### Problem requirements
Nothing below is to be printed except the lines between the line holding "filename src/main.rs" and the line holding "Meals per philosopher", inclusive, each exactly as it appears.
╭──
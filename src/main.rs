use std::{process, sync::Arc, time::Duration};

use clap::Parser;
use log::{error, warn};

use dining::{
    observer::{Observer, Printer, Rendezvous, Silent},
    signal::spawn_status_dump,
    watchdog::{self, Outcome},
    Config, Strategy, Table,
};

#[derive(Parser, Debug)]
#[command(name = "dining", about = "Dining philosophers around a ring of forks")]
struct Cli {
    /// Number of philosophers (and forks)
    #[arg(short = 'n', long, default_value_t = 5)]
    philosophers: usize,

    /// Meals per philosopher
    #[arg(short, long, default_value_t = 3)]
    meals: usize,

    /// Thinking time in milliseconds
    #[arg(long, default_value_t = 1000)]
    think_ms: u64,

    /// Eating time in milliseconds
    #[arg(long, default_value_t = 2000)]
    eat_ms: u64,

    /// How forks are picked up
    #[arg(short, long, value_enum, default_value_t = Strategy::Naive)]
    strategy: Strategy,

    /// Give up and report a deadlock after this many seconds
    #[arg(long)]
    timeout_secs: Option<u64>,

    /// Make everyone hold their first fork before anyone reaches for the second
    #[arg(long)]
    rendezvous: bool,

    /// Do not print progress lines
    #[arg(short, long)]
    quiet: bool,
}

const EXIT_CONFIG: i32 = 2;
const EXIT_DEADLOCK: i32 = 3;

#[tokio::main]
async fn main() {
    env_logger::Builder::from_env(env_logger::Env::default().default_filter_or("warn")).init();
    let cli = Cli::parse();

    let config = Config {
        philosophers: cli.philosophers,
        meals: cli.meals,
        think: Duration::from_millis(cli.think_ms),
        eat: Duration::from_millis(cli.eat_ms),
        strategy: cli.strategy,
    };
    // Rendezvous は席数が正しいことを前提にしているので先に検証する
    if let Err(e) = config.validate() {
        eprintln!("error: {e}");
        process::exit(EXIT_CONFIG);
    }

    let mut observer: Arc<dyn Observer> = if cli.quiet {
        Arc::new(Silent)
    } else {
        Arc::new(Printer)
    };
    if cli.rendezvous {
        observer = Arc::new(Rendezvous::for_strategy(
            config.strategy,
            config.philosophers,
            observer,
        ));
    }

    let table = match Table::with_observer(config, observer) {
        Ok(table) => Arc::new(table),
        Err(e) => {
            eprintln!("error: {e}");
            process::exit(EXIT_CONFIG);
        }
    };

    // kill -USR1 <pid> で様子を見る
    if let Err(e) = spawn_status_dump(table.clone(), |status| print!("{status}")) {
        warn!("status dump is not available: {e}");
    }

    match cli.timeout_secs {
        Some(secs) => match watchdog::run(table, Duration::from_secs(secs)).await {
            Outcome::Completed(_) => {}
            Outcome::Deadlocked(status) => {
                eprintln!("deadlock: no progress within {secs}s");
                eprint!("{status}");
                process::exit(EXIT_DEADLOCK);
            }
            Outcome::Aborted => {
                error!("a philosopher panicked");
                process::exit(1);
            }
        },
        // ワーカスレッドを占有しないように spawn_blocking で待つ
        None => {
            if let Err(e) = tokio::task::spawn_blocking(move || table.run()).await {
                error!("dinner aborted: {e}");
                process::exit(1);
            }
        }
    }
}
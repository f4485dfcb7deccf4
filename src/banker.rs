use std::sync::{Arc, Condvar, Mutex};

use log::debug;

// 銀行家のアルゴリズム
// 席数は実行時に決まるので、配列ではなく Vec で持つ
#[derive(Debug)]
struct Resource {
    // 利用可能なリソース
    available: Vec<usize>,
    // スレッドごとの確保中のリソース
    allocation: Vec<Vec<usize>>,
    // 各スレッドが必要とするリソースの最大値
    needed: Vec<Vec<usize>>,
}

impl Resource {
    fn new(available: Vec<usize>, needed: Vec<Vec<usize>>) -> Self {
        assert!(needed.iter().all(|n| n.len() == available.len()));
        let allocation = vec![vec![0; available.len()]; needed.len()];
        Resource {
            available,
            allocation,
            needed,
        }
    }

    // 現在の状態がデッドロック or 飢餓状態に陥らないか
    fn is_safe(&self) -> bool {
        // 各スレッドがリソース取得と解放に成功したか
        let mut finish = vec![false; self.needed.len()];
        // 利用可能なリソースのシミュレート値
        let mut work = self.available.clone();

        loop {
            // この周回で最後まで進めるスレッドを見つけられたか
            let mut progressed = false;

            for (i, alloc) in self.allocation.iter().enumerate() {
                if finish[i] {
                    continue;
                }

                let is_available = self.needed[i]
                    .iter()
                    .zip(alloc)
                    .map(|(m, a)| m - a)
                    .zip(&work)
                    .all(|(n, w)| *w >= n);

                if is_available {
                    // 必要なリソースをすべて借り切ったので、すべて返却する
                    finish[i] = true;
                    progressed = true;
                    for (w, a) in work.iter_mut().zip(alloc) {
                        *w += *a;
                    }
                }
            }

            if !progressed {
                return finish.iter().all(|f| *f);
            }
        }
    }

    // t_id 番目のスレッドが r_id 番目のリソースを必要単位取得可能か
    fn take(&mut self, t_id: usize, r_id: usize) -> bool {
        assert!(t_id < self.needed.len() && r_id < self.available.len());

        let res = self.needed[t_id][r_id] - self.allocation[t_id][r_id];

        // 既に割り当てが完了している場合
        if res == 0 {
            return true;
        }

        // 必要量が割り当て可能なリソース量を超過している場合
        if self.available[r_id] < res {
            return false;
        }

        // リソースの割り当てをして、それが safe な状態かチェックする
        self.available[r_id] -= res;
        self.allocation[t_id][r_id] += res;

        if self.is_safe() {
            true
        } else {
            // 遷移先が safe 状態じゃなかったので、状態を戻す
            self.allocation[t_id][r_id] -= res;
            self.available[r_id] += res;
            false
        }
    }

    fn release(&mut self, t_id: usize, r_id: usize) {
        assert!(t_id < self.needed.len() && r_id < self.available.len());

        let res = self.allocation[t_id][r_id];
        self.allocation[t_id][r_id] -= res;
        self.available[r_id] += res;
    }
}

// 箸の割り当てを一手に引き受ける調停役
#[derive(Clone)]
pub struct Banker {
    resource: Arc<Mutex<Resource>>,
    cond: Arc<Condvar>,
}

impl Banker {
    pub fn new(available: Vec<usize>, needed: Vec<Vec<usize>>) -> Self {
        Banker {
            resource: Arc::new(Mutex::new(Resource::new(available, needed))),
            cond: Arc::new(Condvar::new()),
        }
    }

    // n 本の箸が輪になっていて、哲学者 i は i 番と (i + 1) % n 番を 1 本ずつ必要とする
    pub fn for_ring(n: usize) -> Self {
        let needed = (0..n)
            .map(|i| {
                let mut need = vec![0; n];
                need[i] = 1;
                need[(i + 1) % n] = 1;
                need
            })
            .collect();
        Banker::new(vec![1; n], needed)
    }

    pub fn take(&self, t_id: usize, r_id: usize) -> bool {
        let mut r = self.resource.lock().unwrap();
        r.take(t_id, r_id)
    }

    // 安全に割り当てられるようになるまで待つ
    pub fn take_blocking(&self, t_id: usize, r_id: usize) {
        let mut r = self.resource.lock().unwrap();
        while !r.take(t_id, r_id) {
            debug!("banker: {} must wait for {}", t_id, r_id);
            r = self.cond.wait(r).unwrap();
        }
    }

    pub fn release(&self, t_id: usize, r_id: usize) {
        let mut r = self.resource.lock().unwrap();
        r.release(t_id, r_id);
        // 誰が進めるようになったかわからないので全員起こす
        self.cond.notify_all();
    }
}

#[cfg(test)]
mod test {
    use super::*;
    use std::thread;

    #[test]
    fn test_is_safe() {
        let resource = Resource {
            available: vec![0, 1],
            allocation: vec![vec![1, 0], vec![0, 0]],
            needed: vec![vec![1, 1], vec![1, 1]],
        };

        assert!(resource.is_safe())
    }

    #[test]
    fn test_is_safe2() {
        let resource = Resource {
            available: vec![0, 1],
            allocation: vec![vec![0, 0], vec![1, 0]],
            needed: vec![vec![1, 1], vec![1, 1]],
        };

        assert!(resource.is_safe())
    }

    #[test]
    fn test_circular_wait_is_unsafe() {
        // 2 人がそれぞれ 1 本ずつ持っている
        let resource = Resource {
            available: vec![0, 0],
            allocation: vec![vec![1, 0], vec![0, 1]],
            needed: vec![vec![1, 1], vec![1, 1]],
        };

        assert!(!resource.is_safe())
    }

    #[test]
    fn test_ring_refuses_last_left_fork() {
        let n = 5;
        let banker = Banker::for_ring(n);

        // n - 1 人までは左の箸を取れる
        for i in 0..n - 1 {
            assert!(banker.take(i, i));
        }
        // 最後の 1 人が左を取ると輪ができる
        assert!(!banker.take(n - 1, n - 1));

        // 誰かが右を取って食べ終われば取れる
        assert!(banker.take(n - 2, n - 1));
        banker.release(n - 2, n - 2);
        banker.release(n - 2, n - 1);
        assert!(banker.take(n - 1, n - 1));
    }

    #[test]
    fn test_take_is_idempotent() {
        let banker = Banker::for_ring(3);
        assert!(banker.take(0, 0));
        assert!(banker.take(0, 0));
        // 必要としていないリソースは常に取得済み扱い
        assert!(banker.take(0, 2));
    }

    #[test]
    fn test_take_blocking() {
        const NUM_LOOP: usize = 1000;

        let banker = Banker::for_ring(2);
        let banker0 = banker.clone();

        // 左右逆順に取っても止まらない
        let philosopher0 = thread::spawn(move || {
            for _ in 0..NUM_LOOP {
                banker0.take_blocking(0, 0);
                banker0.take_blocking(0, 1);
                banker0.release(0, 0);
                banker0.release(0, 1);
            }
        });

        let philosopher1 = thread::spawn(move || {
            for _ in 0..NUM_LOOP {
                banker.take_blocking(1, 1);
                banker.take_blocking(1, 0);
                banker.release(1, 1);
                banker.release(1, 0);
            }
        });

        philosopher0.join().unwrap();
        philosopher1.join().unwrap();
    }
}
╰──
╭──
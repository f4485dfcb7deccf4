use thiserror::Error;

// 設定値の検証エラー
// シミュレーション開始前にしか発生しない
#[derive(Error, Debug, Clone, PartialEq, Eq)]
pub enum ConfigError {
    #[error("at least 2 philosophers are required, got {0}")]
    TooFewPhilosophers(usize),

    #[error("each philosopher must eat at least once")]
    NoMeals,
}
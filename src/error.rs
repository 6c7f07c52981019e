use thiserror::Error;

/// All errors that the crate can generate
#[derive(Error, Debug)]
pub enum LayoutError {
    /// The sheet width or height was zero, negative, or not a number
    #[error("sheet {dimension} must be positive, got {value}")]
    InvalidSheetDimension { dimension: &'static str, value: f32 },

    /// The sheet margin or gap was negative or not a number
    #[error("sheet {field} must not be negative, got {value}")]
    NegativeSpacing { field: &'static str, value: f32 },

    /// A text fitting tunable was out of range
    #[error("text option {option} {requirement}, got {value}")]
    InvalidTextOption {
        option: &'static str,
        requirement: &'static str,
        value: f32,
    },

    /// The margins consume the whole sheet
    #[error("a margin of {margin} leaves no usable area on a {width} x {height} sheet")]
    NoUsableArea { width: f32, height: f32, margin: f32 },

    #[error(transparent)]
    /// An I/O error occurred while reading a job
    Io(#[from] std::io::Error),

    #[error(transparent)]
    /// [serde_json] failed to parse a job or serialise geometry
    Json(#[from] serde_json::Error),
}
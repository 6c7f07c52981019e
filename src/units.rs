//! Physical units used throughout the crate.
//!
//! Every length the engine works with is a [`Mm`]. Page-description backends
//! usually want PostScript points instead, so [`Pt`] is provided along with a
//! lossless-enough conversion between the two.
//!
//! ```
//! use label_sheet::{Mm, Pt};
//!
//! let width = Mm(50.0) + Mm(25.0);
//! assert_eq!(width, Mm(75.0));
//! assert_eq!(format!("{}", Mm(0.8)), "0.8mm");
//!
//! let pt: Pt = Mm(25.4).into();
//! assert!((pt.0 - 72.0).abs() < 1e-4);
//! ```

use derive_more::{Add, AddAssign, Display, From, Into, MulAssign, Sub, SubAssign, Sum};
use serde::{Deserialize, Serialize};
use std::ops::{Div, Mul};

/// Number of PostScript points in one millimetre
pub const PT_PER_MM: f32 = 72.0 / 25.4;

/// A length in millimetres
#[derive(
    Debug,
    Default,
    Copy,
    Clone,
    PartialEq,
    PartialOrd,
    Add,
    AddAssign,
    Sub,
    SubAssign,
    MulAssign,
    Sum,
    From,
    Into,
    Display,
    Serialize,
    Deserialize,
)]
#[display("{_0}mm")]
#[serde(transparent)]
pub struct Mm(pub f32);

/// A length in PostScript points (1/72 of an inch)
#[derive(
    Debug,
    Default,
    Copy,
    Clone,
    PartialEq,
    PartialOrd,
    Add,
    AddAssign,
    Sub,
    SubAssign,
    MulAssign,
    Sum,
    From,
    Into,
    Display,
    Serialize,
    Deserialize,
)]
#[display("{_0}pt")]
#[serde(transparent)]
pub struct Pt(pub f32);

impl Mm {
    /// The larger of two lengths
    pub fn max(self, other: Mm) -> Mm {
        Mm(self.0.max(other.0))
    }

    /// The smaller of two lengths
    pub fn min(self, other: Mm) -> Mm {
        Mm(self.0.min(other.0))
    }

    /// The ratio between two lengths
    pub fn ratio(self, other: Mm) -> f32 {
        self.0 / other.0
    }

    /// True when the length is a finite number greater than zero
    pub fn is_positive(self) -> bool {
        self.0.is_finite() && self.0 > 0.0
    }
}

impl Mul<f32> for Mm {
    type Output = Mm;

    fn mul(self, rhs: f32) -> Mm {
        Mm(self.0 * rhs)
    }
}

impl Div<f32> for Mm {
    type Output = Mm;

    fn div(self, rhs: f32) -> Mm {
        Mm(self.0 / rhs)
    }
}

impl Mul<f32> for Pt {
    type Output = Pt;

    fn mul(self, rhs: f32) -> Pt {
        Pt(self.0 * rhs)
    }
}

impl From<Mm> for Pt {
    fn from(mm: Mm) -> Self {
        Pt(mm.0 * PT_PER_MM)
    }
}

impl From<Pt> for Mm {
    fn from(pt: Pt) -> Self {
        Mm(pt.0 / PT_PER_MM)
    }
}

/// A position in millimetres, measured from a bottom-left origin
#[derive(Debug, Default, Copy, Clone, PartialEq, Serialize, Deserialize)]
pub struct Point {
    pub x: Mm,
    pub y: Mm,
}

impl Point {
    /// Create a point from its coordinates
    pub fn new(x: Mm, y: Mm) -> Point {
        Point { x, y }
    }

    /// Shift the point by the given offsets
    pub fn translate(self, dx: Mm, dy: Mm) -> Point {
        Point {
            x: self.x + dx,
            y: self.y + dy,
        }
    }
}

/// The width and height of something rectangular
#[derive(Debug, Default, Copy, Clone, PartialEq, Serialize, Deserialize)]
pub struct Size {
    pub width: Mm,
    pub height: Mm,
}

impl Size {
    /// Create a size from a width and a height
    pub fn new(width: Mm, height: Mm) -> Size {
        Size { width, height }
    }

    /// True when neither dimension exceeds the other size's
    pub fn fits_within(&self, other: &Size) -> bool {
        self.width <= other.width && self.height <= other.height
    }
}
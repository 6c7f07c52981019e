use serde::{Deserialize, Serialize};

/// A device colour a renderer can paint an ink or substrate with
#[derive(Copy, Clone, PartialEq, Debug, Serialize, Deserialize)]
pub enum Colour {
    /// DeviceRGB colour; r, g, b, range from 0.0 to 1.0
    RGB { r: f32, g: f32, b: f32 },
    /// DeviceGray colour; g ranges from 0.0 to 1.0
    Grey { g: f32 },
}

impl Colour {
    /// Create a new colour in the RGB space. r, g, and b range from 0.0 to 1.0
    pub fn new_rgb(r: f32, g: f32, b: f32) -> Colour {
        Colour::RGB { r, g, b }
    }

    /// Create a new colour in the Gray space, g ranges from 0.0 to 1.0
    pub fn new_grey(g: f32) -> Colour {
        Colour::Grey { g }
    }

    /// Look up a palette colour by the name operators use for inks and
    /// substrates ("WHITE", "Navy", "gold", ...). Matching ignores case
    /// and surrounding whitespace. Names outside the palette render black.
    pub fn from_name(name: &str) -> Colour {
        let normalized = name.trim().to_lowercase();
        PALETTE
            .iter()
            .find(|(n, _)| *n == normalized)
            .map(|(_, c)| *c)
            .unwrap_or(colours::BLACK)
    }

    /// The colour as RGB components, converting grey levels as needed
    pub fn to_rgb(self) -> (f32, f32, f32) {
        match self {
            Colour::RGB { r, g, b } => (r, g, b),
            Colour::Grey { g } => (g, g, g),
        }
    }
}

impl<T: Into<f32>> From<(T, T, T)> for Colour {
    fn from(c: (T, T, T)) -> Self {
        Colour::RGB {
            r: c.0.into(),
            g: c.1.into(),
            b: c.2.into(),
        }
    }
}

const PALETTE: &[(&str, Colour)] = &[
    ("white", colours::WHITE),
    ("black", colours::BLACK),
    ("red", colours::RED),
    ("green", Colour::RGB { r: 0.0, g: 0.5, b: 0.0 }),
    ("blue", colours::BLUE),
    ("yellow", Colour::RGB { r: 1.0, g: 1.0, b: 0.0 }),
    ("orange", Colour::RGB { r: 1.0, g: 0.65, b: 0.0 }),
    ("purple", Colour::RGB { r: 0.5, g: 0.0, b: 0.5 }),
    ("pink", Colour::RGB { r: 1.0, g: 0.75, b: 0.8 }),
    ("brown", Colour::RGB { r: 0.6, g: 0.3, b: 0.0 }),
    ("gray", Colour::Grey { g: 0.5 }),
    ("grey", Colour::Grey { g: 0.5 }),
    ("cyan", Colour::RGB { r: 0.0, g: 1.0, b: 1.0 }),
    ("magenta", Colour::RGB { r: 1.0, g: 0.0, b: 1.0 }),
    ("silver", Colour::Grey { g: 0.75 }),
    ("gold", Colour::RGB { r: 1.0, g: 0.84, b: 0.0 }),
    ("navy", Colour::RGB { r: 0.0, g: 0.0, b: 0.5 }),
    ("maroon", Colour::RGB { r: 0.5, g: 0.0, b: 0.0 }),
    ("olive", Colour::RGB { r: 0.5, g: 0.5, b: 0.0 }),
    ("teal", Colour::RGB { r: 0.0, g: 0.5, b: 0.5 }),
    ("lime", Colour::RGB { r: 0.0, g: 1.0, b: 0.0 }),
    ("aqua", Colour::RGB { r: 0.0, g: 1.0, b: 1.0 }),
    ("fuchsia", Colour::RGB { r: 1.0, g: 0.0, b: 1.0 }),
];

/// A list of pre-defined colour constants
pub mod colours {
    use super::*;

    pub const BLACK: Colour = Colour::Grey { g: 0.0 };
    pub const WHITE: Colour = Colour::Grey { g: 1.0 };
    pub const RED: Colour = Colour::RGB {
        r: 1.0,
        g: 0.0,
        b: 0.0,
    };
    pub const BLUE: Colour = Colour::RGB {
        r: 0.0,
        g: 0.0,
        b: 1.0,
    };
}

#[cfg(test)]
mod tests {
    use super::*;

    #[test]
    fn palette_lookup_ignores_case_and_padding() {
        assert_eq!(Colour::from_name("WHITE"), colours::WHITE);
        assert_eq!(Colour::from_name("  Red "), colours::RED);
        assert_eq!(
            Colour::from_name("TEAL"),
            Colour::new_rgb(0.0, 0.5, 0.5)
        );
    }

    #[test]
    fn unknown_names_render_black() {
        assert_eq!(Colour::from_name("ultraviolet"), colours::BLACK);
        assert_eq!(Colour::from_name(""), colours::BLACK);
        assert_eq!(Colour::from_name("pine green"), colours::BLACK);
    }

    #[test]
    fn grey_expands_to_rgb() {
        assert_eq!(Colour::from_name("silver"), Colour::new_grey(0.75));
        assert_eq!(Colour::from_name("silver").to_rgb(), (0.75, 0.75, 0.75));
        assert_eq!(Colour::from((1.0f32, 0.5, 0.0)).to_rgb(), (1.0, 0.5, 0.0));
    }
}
╰──
### Task result
filename src/main.rs
use std::{process, sync::Arc, time::Duration};

use clap::Parser;
use log::{error, warn};

use dining::{
    observer::{Observer, Printer, Rendezvous, Silent},
    signal::spawn_status_dump,
    watchdog::{self, Outcome},
    Config, Strategy, Table,
};

#[derive(Parser, Debug)]
#[command(name = "dining", about = "Dining philosophers around a ring of forks")]
struct Cli {
    /// Number of philosophers (and forks)
    #[arg(short = 'n', long, default_value_t = 5)]
    philosophers: usize,

    /// Meals per philosopher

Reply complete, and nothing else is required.